Intel and Nutanix Unveil Turnkey Enterprise RAG Platform
Intel and Nutanix unveiled a new turnkey platform for enterprise Retrieval-Augmented Generation (RAG). The solution is designed to allow businesses to securely build and operate Large Language Models using their own proprietary data. The platform aims to simplify the deployment of generative AI within a secure, private environment.
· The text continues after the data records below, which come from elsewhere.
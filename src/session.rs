//! Authentication session: the current token, the identity derived from it,
//! and its persistence across restarts.
//!
//! The store is shared as an explicit [`SessionHandle`]; the API client reads
//! the bearer token from it for every request, and only [`SessionStore::login`],
//! [`SessionStore::logout`] and expiry detection mutate it.

use std::fs;
use std::io;
use std::path::{Path, PathBuf};
use std::sync::{Arc, Mutex, MutexGuard, PoisonError};

use chrono::{DateTime, Utc};
use tracing::{debug, info, warn};

use crate::error::{ClientError, Result};
use crate::models::{UserId, UserSummary};
use crate::token::decode_claims;

// ---------------------------------------------------------------------------
// Token persistence
// ---------------------------------------------------------------------------

/// Where the raw token lives between runs.
pub trait TokenStore: Send + Sync {
    fn load(&self) -> io::Result<Option<String>>;
    fn save(&self, token: &str) -> io::Result<()>;
    fn clear(&self) -> io::Result<()>;
}

/// Token kept in a single file, created with owner-only permissions on Unix.
#[derive(Debug, Clone)]
pub struct FileTokenStore {
    path: PathBuf,
}

impl FileTokenStore {
    pub fn new(path: impl Into<PathBuf>) -> Self {
        Self { path: path.into() }
    }

    pub fn path(&self) -> &Path {
        &self.path
    }
}

impl TokenStore for FileTokenStore {
    fn load(&self) -> io::Result<Option<String>> {
        match fs::read_to_string(&self.path) {
            Ok(raw) => {
                let token = raw.trim();
                Ok((!token.is_empty()).then(|| token.to_string()))
            }
            Err(e) if e.kind() == io::ErrorKind::NotFound => Ok(None),
            Err(e) => Err(e),
        }
    }

    fn save(&self, token: &str) -> io::Result<()> {
        if let Some(parent) = self.path.parent().filter(|p| !p.as_os_str().is_empty()) {
            fs::create_dir_all(parent)?;
        }
        let mut options = fs::OpenOptions::new();
        options.write(true).create(true).truncate(true);
        #[cfg(unix)]
        {
            use std::os::unix::fs::OpenOptionsExt;
            options.mode(0o600);
        }
        let mut file = options.open(&self.path)?;
        io::Write::write_all(&mut file, token.as_bytes())
    }

    fn clear(&self) -> io::Result<()> {
        match fs::remove_file(&self.path) {
            Err(e) if e.kind() != io::ErrorKind::NotFound => Err(e),
            _ => Ok(()),
        }
    }
}

/// Process-local store, for tests and for runs that should not touch disk.
#[derive(Debug, Default)]
pub struct MemoryTokenStore {
    token: Mutex<Option<String>>,
}

impl MemoryTokenStore {
    pub fn with_token(token: impl Into<String>) -> Self {
        Self {
            token: Mutex::new(Some(token.into())),
        }
    }

    pub fn stored(&self) -> Option<String> {
        self.token.lock().unwrap_or_else(PoisonError::into_inner).clone()
    }
}

impl TokenStore for MemoryTokenStore {
    fn load(&self) -> io::Result<Option<String>> {
        Ok(self.stored())
    }

    fn save(&self, token: &str) -> io::Result<()> {
        *self.token.lock().unwrap_or_else(PoisonError::into_inner) = Some(token.to_string());
        Ok(())
    }

    fn clear(&self) -> io::Result<()> {
        *self.token.lock().unwrap_or_else(PoisonError::into_inner) = None;
        Ok(())
    }
}

impl<T: TokenStore + ?Sized> TokenStore for Arc<T> {
    fn load(&self) -> io::Result<Option<String>> {
        (**self).load()
    }

    fn save(&self, token: &str) -> io::Result<()> {
        (**self).save(token)
    }

    fn clear(&self) -> io::Result<()> {
        (**self).clear()
    }
}

// ---------------------------------------------------------------------------
// Session
// ---------------------------------------------------------------------------

#[derive(Debug, Clone, PartialEq)]
pub struct Session {
    pub token: String,
    pub user_id: Option<UserId>,
    pub username: Option<String>,
    /// `None` when the token's claims could not be read at login time.
    pub expires_at: Option<DateTime<Utc>>,
}

impl Session {
    pub fn is_expired_at(&self, now: DateTime<Utc>) -> bool {
        self.expires_at.is_some_and(|exp| exp <= now)
    }
}

pub type SessionHandle = Arc<SessionStore>;

pub struct SessionStore {
    store: Box<dyn TokenStore>,
    current: Mutex<Option<Session>>,
}

impl std::fmt::Debug for SessionStore {
    fn fmt(&self, f: &mut std::fmt::Formatter<'_>) -> std::fmt::Result {
        f.debug_struct("SessionStore")
            .field("authenticated", &self.is_authenticated())
            .finish()
    }
}

impl SessionStore {
    /// A store with nothing loaded. Nothing is read from `store` until login.
    pub fn anonymous(store: impl TokenStore + 'static) -> SessionHandle {
        Arc::new(Self {
            store: Box::new(store),
            current: Mutex::new(None),
        })
    }

    /// Start-up path: pick up a persisted token if it is still usable.
    ///
    /// Never fails. An unreadable store, a malformed token or an expired one
    /// all yield an anonymous session; the latter two are also removed from
    /// the store.
    pub fn restore(store: impl TokenStore + 'static) -> SessionHandle {
        let handle = Self::anonymous(store);
        let restored = handle.restore_at(Utc::now());
        *handle.slot() = restored;
        handle
    }

    fn restore_at(&self, now: DateTime<Utc>) -> Option<Session> {
        let token = match self.store.load() {
            Ok(Some(token)) => token,
            Ok(None) => return None,
            Err(e) => {
                warn!(error = %e, "could not read persisted token, starting anonymous");
                return None;
            }
        };

        let claims = match decode_claims(&token) {
            Ok(claims) => claims,
            Err(e) => {
                warn!(error = %e, "discarding malformed persisted token");
                self.forget_persisted();
                return None;
            }
        };

        let session = Session {
            token,
            user_id: claims.user_id,
            username: claims.username.clone(),
            expires_at: claims.expires_at().ok(),
        };
        if session.is_expired_at(now) {
            info!(exp = claims.exp, "persisted token has expired, discarding");
            self.forget_persisted();
            return None;
        }

        info!(user_id = ?session.user_id, "restored persisted session");
        Some(session)
    }

    /// Adopt a token issued by `POST /login`.
    ///
    /// The in-memory session is always established; a failure to persist the
    /// token only costs the next restart and is logged.
    pub fn login(&self, token: impl Into<String>, user: UserSummary) -> Session {
        let token = token.into();
        let expires_at = match decode_claims(&token) {
            Ok(claims) => claims.expires_at().ok(),
            Err(e) => {
                debug!(error = %e, "login token claims unreadable, expiry unknown");
                None
            }
        };
        if let Err(e) = self.store.save(&token) {
            warn!(error = %e, "could not persist session token");
        }

        let session = Session {
            token,
            user_id: Some(user.id),
            username: Some(user.username),
            expires_at,
        };
        info!(user_id = user.id, "logged in");
        *self.slot() = Some(session.clone());
        session
    }

    pub fn logout(&self) {
        self.forget_persisted();
        if self.slot().take().is_some() {
            info!("logged out");
        }
    }

    /// The live session, if any. An expired session is destroyed here.
    pub fn current(&self) -> Option<Session> {
        let mut slot = self.slot();
        if slot.as_ref().is_some_and(|s| s.is_expired_at(Utc::now())) {
            info!("session token expired, returning to anonymous");
            *slot = None;
            drop(slot);
            self.forget_persisted();
            return None;
        }
        slot.clone()
    }

    pub fn is_authenticated(&self) -> bool {
        self.current().is_some()
    }

    /// Token to send as `Authorization: Bearer ...`.
    pub fn bearer(&self) -> Option<String> {
        self.current().map(|s| s.token)
    }

    pub fn user_id(&self) -> Option<UserId> {
        self.current().and_then(|s| s.user_id)
    }

    pub fn username(&self) -> Option<String> {
        self.current().and_then(|s| s.username)
    }

    /// The live session, or [`ClientError::NotAuthenticated`] naming `action`.
    pub fn require(&self, action: &'static str) -> Result<Session> {
        self.current()
            .ok_or(ClientError::NotAuthenticated { action })
    }

    fn forget_persisted(&self) {
        if let Err(e) = self.store.clear() {
            warn!(error = %e, "could not clear persisted token");
        }
    }

    fn slot(&self) -> MutexGuard<'_, Option<Session>> {
        self.current.lock().unwrap_or_else(PoisonError::into_inner)
    }
}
The solution integrates Nutanix's GPT-in-a-Box 2.0 software with Intel hardware, including Xeon processors with built-in AI acceleration and potentially Intel's Gaudi AI accelerators. This avoids the cost and complexity of GPU-dependent infrastructures for many RAG and inference workloads. The platform is designed to provide a full-stack, enterprise-grade environment for securely deploying AI applications on-premises, at the edge, or in the cloud. Retrieval-Augmented Generation is critical for enterprise AI as it grounds large language models on an organization's own, real-time data, reducing hallucinations and improving factual accuracy. This allows the AI to provide responses based on internal knowledge bases, such as technical manuals or policy documents, rather than relying solely on its original, generalized training data. The approach enhances security by keeping proprietary data within the enterprise's control, a key concern for government and defense contractors. The Nutanix Enterprise AI platform, a core component, simplifies the lifecycle management of AI models and applications with a user-friendly interface. It allows IT administrators to manage AI deployments, including monitoring performance and token usage, without needing specialized AI expertise. The platform supports validated LLMs from partners like NVIDIA and Hugging Face, or customers can upload their own models. This partnership reflects a broader industry trend of creating open AI ecosystems, avoiding vendor lock-in associated with vertically integrated stacks. Just days ago, Nutanix announced a similar strategic partnership with AMD to develop an open, full-stack AI platform using AMD EPYC CPUs and Instinct GPUs. This focus on open standards and multiple hardware options provides more flexibility for enterprise customers. For defense contractors, on-premise RAG solutions address significant data sovereignty and security requirements. By processing data locally, sensitive information is not exposed to public AI services, mitigating risks of data leakage and enabling compliance with regulations. The ability to use existing, CPU-based infrastructure can also lower the barrier to entry for deploying AI, avoiding large, upfront investments in specialized GPU hardware.